WeChat lancia la sfida a Whatsapp

WeChat lancia la sfida a Whatsapp

Leo Messi testimonial d’eccezione per l’app di messaggistica


Arriva dalla Cina WeChat, l’app che ha come scopo dichiarato quello di soppiantare Whatsapp come applicazione di messaggistica preferita dagli utenti di tutto il mondo. Ne avrà molta di strada da fare WeChat prima di poter vantare un bacino d’utenza ed un volume di messaggi spediti simili a quelli del concorrente, ma al momento ha dalla sua un testimonial d’eccezione: la star del Barcellona Lionel Messi.

WeChat è molto popolare in Cina, paese d’origine, dove dispone di circa 200 milioni di utenti attivi, al momento fuori dai confini amici conta circa 70 milioni di adepti, soprattutto in Messico, India e Malesia. L’applicazione consente lo scambio di messaggi di testo, ma anche filmati, chiamate vocali e video in maniera completamente gratis. WeChat è disponibile per tutte le maggiori piattaforme: iOS, Android, Blackberry, Windows Phone.

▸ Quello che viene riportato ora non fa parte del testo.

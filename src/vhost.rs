//! The virtual-host data model (spec.md §3 "Virtual host (VH)").

use crate::options::{FtpsClientAuth, RenegotiationPolicy, StaplingPolicy, TicketPolicy, TlsOptions, TlsRequiredPolicy, TlsUserName, VerifyMechanism, VerifyServer};
use std::path::PathBuf;

/// A stable, non-zero numeric identifier for a virtual host, used as the
/// TLS session-ID context so externally cached sessions cannot cross VHs.
#[derive(Debug, Clone, Copy, PartialEq, Eq, Hash, PartialOrd, Ord)]
pub struct ServerId(pub std::num::NonZeroU32);

/// The on-disk locations of a virtual host's credential material, prior to
/// loading (see [`crate::tls::credentials`] for the loaded form).
#[derive(Debug, Clone, Default)]
pub struct CredentialPaths {
    /// RSA certificate/key pair.
    pub rsa: Option<(PathBuf, PathBuf)>,
    /// EC certificate/key pair.
    pub ec: Option<(PathBuf, PathBuf)>,
    /// DSA certificate/key pair. Recognized for configuration parity with
    /// the other slots; loading one always fails (see [`KeyKind::Dsa`](crate::tls::passphrase::KeyKind::Dsa)).
    pub dsa: Option<(PathBuf, PathBuf)>,
    /// PKCS12 bundle (cert + key in one file).
    pub pkcs12: Option<PathBuf>,
    /// Supplemental certificate chain to append after the leaf cert.
    pub chain: Option<PathBuf>,
    /// CA trust bundle file.
    pub ca_file: Option<PathBuf>,
    /// CA trust directory (hashed-cert-name layout).
    pub ca_path: Option<PathBuf>,
    /// Certificate revocation list file.
    pub crl_file: Option<PathBuf>,
    /// Certificate revocation list directory.
    pub crl_path: Option<PathBuf>,
    /// Diffie-Hellman parameter files, any size.
    pub dh_params: Vec<PathBuf>,
    /// Pre-shared-key file (must be `hex:`-prefixed per spec.md §4.2).
    pub psk_file: Option<PathBuf>,
}

/// A fully configured virtual host.
#[derive(Debug, Clone)]
pub struct VirtualHost {
    /// The stable server id used for session-ID-context scoping.
    pub sid: ServerId,
    /// The hostname this VH answers to for SNI/HOST reconciliation.
    pub server_name: String,
    /// Whether TLS is enabled at all on this VH.
    pub tls_enabled: bool,
    /// Credential file locations.
    pub credentials: CredentialPaths,
    /// The `TLSRequired` policy.
    pub tls_required: TlsRequiredPolicy,
    /// Mutual TLS mode.
    pub client_auth: FtpsClientAuth,
    /// Server-role-as-client verification mode (SSCN client mode).
    pub verify_server: VerifyServer,
    /// Maximum certificate chain depth accepted during verification.
    pub verify_depth: u32,
    /// Order in which CRL/OCSP checks run.
    pub verify_order: Vec<VerifyMechanism>,
    /// Certificate-derived username source, if any.
    pub tls_username: TlsUserName,
    /// The `TLSOptions` bitset.
    pub options: TlsOptions,
    /// Renegotiation policy.
    pub renegotiation: RenegotiationPolicy,
    /// Session ticket policy.
    pub tickets: TicketPolicy,
    /// OCSP stapling policy.
    pub stapling: StaplingPolicy,
}

impl VirtualHost {
    /// Builds a minimal virtual host with TLS disabled, sensible defaults
    /// otherwise. Callers enable and configure credentials explicitly.
    pub fn new(sid: ServerId, server_name: impl Into<String>) -> Self {
        VirtualHost {
            sid,
            server_name: server_name.into(),
            tls_enabled: false,
            credentials: CredentialPaths::default(),
            tls_required: TlsRequiredPolicy::default(),
            client_auth: FtpsClientAuth::default(),
            verify_server: VerifyServer::default(),
            verify_depth: 9,
            verify_order: vec![VerifyMechanism::Crl, VerifyMechanism::Ocsp],
            tls_username: TlsUserName::default(),
            options: TlsOptions::default(),
            renegotiation: RenegotiationPolicy::default(),
            tickets: TicketPolicy::default(),
            stapling: StaplingPolicy::default(),
        }
    }

    /// Case-insensitive match against an SNI or HOST-command hostname,
    /// per spec.md §4.8 step 4.
    pub fn matches_name(&self, name: &str) -> bool {
        self.server_name.eq_ignore_ascii_case(name)
    }
}

#[cfg(test)]
mod tests {
    use super::*;

    #[test]
    fn name_match_is_case_insensitive() {
        let vh = VirtualHost::new(ServerId(std::num::NonZeroU32::new(1).unwrap()), "Example.Com");
        assert!(vh.matches_name("example.com"));
        assert!(!vh.matches_name("other.com"));
    }
}
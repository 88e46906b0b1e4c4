//! `TLSRequired` enforcement middleware (spec.md §4.10): a control-channel
//! variant and a data-channel variant, each checking the relevant axis of
//! [`TlsRequiredPolicy`] against this crate's [`crate::flags::SessionFlags`]
//! bitset rather than a pair of plain booleans.

use super::error::ControlChanError;
use super::event::{Command, Event};
use super::handler::CommandContext;
use super::middleware::ControlChanMiddleware;
use super::reply::{Reply, ReplyCode};
use crate::options::Requirement;
use async_trait::async_trait;

/// Enforces the `ctrl` and `auth` axes of `TLSRequired` ahead of the next
/// middleware/handler in the chain.
pub struct FtpsControlChanEnforcerMiddleware<Next> {
    /// The next link in the chain.
    pub next: Next,
}

#[async_trait]
impl<Next: ControlChanMiddleware> ControlChanMiddleware for FtpsControlChanEnforcerMiddleware<Next> {
    async fn handle(&mut self, ctx: &CommandContext, event: Event) -> Result<Reply, ControlChanError> {
        let ctrl_secured = ctx.session.lock().await.flags.ctrl_is_secured();

        match &event {
            Event::Command(Command::User(_)) | Event::Command(Command::Pass(_)) | Event::Command(Command::Acct(_)) => {
                let required = ctx.policy.auth == Requirement::Required;
                let exempt = ctx.is_anonymous && ctx.policy.auth != Requirement::Required;
                if required && !ctrl_secured && !exempt {
                    return Ok(Reply::new(ReplyCode::ActionNotTaken, "TLS is required before authenticating"));
                }
                self.next.handle(ctx, event).await
            }
            Event::Command(Command::Ccc) if ctx.policy.ctrl == Requirement::Required => Ok(Reply::new(ReplyCode::FtpsRequired, "cannot downgrade: TLS enforced on the control channel")),
            _ => self.next.handle(ctx, event).await,
        }
    }
}

/// Enforces the `data` axis of `TLSRequired` ahead of data-channel setup.
pub struct FtpsDataChanEnforcerMiddleware<Next> {
    /// The next link in the chain.
    pub next: Next,
}

#[async_trait]
impl<Next: ControlChanMiddleware> ControlChanMiddleware for FtpsDataChanEnforcerMiddleware<Next> {
    async fn handle(&mut self, ctx: &CommandContext, event: Event) -> Result<Reply, ControlChanError> {
        match &event {
            Event::Command(Command::Pasv) | Event::Command(Command::DataTransfer) => {
                let data_required = ctx.policy.data == Requirement::Required;
                let needs_prot = ctx.session.lock().await.flags.contains(crate::flags::SessionFlags::NEED_DATA_PROT);
                if data_required && !needs_prot {
                    return Ok(Reply::new(ReplyCode::FtpsRequired, "a protected data connection is required"));
                }
                self.next.handle(ctx, event).await
            }
            _ => self.next.handle(ctx, event).await,
        }
    }
}

#[cfg(test)]
mod tests {
    use super::*;
    use crate::session::TlsSessionState;
    use std::sync::Arc;
    use tokio::sync::{mpsc, Mutex};

    struct Terminal;

    #[async_trait]
    impl ControlChanMiddleware for Terminal {
        async fn handle(&mut self, _ctx: &CommandContext, _event: Event) -> Result<Reply, ControlChanError> {
            Ok(Reply::new(ReplyCode::CommandOkay, "terminal"))
        }
    }

    fn ctx(policy_auth_required: bool) -> CommandContext {
        let (tx, _rx) = mpsc::channel(1);
        CommandContext {
            session: Arc::new(Mutex::new(TlsSessionState::default())),
            tls_configured: true,
            is_anonymous: false,
            policy: crate::options::TlsRequiredPolicy {
                ctrl: if policy_auth_required { Requirement::Required } else { Requirement::Allowed },
                data: Requirement::Allowed,
                auth: if policy_auth_required { Requirement::Required } else { Requirement::Allowed },
            },
            actions: tx,
        }
    }

    #[tokio::test]
    async fn rejects_user_without_tls_when_auth_required() {
        let mut mw = FtpsControlChanEnforcerMiddleware { next: Terminal };
        let reply = mw.handle(&ctx(true), Event::Command(Command::User("bob".into()))).await.unwrap();
        assert!(matches!(reply, Reply::CodeAndMsg { code: ReplyCode::ActionNotTaken, .. }));
    }

    #[tokio::test]
    async fn allows_user_when_tls_not_required() {
        let mut mw = FtpsControlChanEnforcerMiddleware { next: Terminal };
        let reply = mw.handle(&ctx(false), Event::Command(Command::User("bob".into()))).await.unwrap();
        assert!(matches!(reply, Reply::CodeAndMsg { code: ReplyCode::CommandOkay, .. }));
    }
}
//! The control channel error type.

use crate::error::FtpsError;
use crate::BoxError;
use derive_more::Display;
use thiserror::Error;

/// The error type returned by control channel command handlers.
#[derive(Debug, Error)]
#[error("control channel error: {kind}")]
pub struct ControlChanError {
    kind: ControlChanErrorKind,
    #[source]
    source: Option<BoxError>,
}

/// Categories of control channel errors.
#[derive(Eq, PartialEq, Debug, Display)]
pub enum ControlChanErrorKind {
    /// A system IO error.
    #[display("failed to perform IO")]
    IoError,
    /// Internal server error - a bug, or an invariant we expected to hold
    /// did not.
    #[display("internal server error")]
    InternalServerError,
    /// The control channel's TLS handshake failed.
    #[display("TLS handshake failed")]
    HandshakeFailed,
    /// The client issued a command out of sequence for the current state
    /// (spec.md §4.10's transition table).
    #[display("command not valid in the current control channel state")]
    IllegalState,
}

impl ControlChanError {
    /// Creates a new error with no further source.
    pub fn new(kind: ControlChanErrorKind) -> Self {
        ControlChanError { kind, source: None }
    }

    /// Returns the kind of error this is.
    pub fn kind(&self) -> &ControlChanErrorKind {
        &self.kind
    }
}

impl From<ControlChanErrorKind> for ControlChanError {
    fn from(kind: ControlChanErrorKind) -> ControlChanError {
        ControlChanError { kind, source: None }
    }
}

impl From<std::io::Error> for ControlChanError {
    fn from(err: std::io::Error) -> ControlChanError {
        ControlChanError {
            kind: ControlChanErrorKind::IoError,
            source: Some(Box::new(err)),
        }
    }
}

impl From<FtpsError> for ControlChanError {
    fn from(err: FtpsError) -> ControlChanError {
        ControlChanError {
            kind: ControlChanErrorKind::HandshakeFailed,
            source: Some(Box::new(err)),
        }
    }
}
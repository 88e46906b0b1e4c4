//! Semantic configuration option types for the FTPS security core.
//!
//! These are *not* a directive parser - reading `TLSRequired ctrl+data` out
//! of a config file is an external collaborator's job. What lives here is
//! the typed, validated shape that parser is expected to produce.

use std::fmt;

/// One axis of the `TLSRequired` policy: whether TLS is mandatory, merely
/// allowed, or (control/auth axes only) forbidden.
#[derive(Debug, Clone, Copy, PartialEq, Eq)]
pub enum Requirement {
    /// TLS is mandatory on this axis.
    Required,
    /// TLS is permitted but not mandatory.
    Allowed,
    /// TLS is forbidden on this axis (only meaningful for the data axis,
    /// i.e. the source's `!data`).
    Forbidden,
}

/// The three independent `TLSRequired` axes (spec.md §4.10 / §6).
#[derive(Debug, Clone, Copy, PartialEq, Eq)]
pub struct TlsRequiredPolicy {
    /// Whether the control channel must be secured.
    pub ctrl: Requirement,
    /// Whether data channels must be secured.
    pub data: Requirement,
    /// Whether USER/PASS/ACCT require a secured control channel first.
    pub auth: Requirement,
}

impl Default for TlsRequiredPolicy {
    fn default() -> Self {
        TlsRequiredPolicy {
            ctrl: Requirement::Allowed,
            data: Requirement::Allowed,
            auth: Requirement::Allowed,
        }
    }
}

impl TlsRequiredPolicy {
    /// The `TLSRequired off` policy: nothing is mandatory.
    pub fn off() -> Self {
        Self::default()
    }

    /// The `TLSRequired on` / `both` policy: ctrl and data both mandatory.
    pub fn both() -> Self {
        TlsRequiredPolicy {
            ctrl: Requirement::Required,
            data: Requirement::Required,
            auth: Requirement::Allowed,
        }
    }
}

/// The option for mutual TLS (client certificate authentication).
#[derive(Debug, Clone, Copy, PartialEq, Eq, Default)]
pub enum FtpsClientAuth {
    /// No client certificate is requested.
    #[default]
    Off,
    /// A client certificate is requested but the handshake proceeds
    /// without one; if sent, it is validated.
    Request,
    /// A client certificate is required; the handshake fails without one.
    Require,
}

/// The option for verifying the *server's* own identity, used when this
/// crate drives a client-role handshake (e.g. SSCN client mode).
#[derive(Debug, Clone, Copy, PartialEq, Eq, Default)]
pub enum VerifyServer {
    /// Do not verify.
    #[default]
    Off,
    /// Verify, including reverse-DNS confirmation of the peer's address.
    On,
    /// Verify, but skip reverse-DNS confirmation.
    NoReverseDns,
}

/// The order in which CRL and OCSP checks run during peer verification.
#[derive(Debug, Clone, Copy, PartialEq, Eq)]
pub enum VerifyMechanism {
    /// Check the certificate revocation list.
    Crl,
    /// Check OCSP.
    Ocsp,
}

/// Which X.509 attribute, if any, is compared to the requested username
/// for certificate-based login shortcuts.
#[derive(Debug, Clone, PartialEq, Eq, Default)]
pub enum TlsUserName {
    /// Do not derive a username from the certificate.
    #[default]
    None,
    /// Use the certificate's CommonName.
    CommonName,
    /// Use an RFC 822 (email) Subject Alternative Name.
    EmailSubjAltName,
    /// Use the value of a named custom OID.
    Oid(String),
}

bitflags::bitflags! {
    /// The `TLSOptions` bitset (spec.md §6).
    #[derive(Debug, Clone, Copy, PartialEq, Eq, Default)]
    pub struct TlsOptions: u32 {
        /// Allow `.tlslogin`-based certificate-only authentication.
        const ALLOW_DOT_LOGIN              = 1 << 0;
        /// Allow per-user overrides of the ctrl TLSRequired axis.
        const ALLOW_PER_USER               = 1 << 1;
        /// Permit Diffie-Hellman parameters weaker than 2048 bits.
        const ALLOW_WEAK_DH                = 1 << 2;
        /// Lower the TLS security level to the library's weakest setting.
        const ALLOW_WEAK_SECURITY          = 1 << 3;
        /// Permit client-initiated renegotiations.
        const ALLOW_CLIENT_RENEGOTIATIONS  = 1 << 4;
        /// Emit extra diagnostic logging.
        const ENABLE_DIAGS                 = 1 << 5;
        /// Export peer certificate data into environment variables.
        const EXPORT_CERT_DATA             = 1 << 6;
        /// Ignore SNI entirely (never switch virtual hosts on it).
        const IGNORE_SNI                   = 1 << 7;
        /// Disable empty TLS record fragments.
        const NO_EMPTY_FRAGMENTS           = 1 << 8;
        /// Do not require data channels to reuse the control session.
        const NO_SESSION_REUSE_REQUIRED    = 1 << 9;
        /// Export the standard `TLS_*` environment variables.
        const STD_ENV_VARS                 = 1 << 10;
        /// Require a dNSName SAN match during peer verification.
        const DNS_NAME_REQUIRED            = 1 << 11;
        /// Require an iPAddress SAN match during peer verification.
        const IP_ADDRESS_REQUIRED          = 1 << 12;
        /// Require a CommonName match during peer verification.
        const COMMON_NAME_REQUIRED         = 1 << 13;
        /// Perform the TLS handshake immediately on accept (implicit FTPS).
        const USE_IMPLICIT_SSL             = 1 << 14;
        /// Disable automatic ECDH curve selection.
        const NO_AUTO_ECDH                 = 1 << 15;
    }
}

/// `TLSRenegotiate` policy: byte/command thresholds plus an overall timeout,
/// or entirely disabled.
#[derive(Debug, Clone, Copy, PartialEq, Eq)]
pub enum RenegotiationPolicy {
    /// Renegotiation is disabled (`TLSRenegotiate none`).
    None,
    /// Renegotiate after `ctrl_commands` control commands and/or
    /// `data_bytes` bytes of data traffic, failing the session if it does
    /// not complete within `timeout`.
    Enabled {
        /// Renegotiate the control channel every N commands, if set.
        ctrl_commands: Option<u64>,
        /// Renegotiate a data channel every K bytes, if set.
        data_bytes: Option<u64>,
        /// Whether a completed renegotiation is mandatory (vs best-effort).
        required: bool,
        /// Deadline for a renegotiation to complete.
        timeout: std::time::Duration,
    },
}

impl Default for RenegotiationPolicy {
    fn default() -> Self {
        RenegotiationPolicy::None
    }
}

/// `TLSSessionTicketKeys` policy.
#[derive(Debug, Clone, Copy, PartialEq, Eq)]
pub struct TicketPolicy {
    /// Whether session tickets are issued at all.
    pub enabled: bool,
    /// Maximum age of a ticket key before it is evicted.
    pub max_age: std::time::Duration,
    /// Maximum number of ticket keys retained at once.
    pub max_count: usize,
}

impl Default for TicketPolicy {
    fn default() -> Self {
        TicketPolicy {
            enabled: true,
            max_age: std::time::Duration::from_secs(3600),
            max_count: 3,
        }
    }
}

/// `TLSStapling*` policy.
#[derive(Debug, Clone, PartialEq, Eq)]
pub struct StaplingPolicy {
    /// Whether OCSP stapling is attempted at all.
    pub enabled: bool,
    /// Explicit responder URL override; else the cert's AIA extension is used.
    pub responder: Option<String>,
    /// Timeout for the OCSP HTTP(S) exchange.
    pub timeout: std::time::Duration,
    /// Suppress the nonce extension in requests.
    pub no_nonce: bool,
    /// Do not verify responses (dangerous; diagnostics only).
    pub no_verify: bool,
    /// Do not fabricate a `tryLater` response when the responder is unreachable.
    pub no_fake_try_later: bool,
}

impl Default for StaplingPolicy {
    fn default() -> Self {
        StaplingPolicy {
            enabled: false,
            responder: None,
            timeout: std::time::Duration::from_secs(10),
            no_nonce: false,
            no_verify: false,
            no_fake_try_later: false,
        }
    }
}

/// Default handshake deadline (spec.md §4.7).
pub const DEFAULT_HANDSHAKE_TIMEOUT: std::time::Duration = std::time::Duration::from_secs(300);
/// Default passphrase provider deadline (spec.md §4.1).
pub const DEFAULT_PROVIDER_TIMEOUT: std::time::Duration = std::time::Duration::from_secs(10);
/// Default OCSP cache staleness for responses lacking `nextUpdate` (spec.md §4.6).
pub const DEFAULT_OCSP_NO_NEXT_UPDATE_STALE_AFTER: std::time::Duration = std::time::Duration::from_secs(3600);
/// Default OCSP cache staleness for non-successful responses (spec.md §4.6).
pub const DEFAULT_OCSP_ERROR_STALE_AFTER: std::time::Duration = std::time::Duration::from_secs(300);

impl fmt::Display for Requirement {
    fn fmt(&self, f: &mut fmt::Formatter<'_>) -> fmt::Result {
        f.write_str(match self {
            Requirement::Required => "required",
            Requirement::Allowed => "allowed",
            Requirement::Forbidden => "forbidden",
        })
    }
}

In questi giorni anche sulle nostri tv possiamo assistere agli spot pubblicitari di WeChat con protagonista Lionel Messi; molto interessante l’esperimento che permette agli utenti di seguire l’account del campione. Altre funzioni nuove permesse dalla piattaforma sono il client web (assente su Whatsapp) e la curiosa “messaggio nella bottiglia”, che ci permetterà di scrivere un messaggio da lanciare a livello globale, così che chiunque voglia possa risponderci e iniziare una nuova conversazione.

Se da un lato l’offerta sembra allettante, data la mole di funzioni completamente gratis, desta preoccupazione un altro tipo di prezzo, quello da pagare alla tutela della privacy. Da un lato Whatsapp non risulta tra le aziende sotto il controllo del sistema PRISM americano, al meno per il momento; d’altra parte WeChat è di proprietà di una holding cinese molto potente in patria a tradizionalmente vicina alle politiche del governo del paese. Situazione che potrebbe destare preoccupazione negli utenti europei e americani.

Vedremo col tempo se Whatsapp, al momento killer app del settore, manterrà il suo ruolo guida anche dopo l’ultimo aggiornamento che ha portato la formula dell’abbonamento su iOS, così come su Android. Pur se molto basso un costo annuale potrebbe avere un effetto psicologico da tenere in conto a fronte di un concorrente completamente gratuito. (f.a.)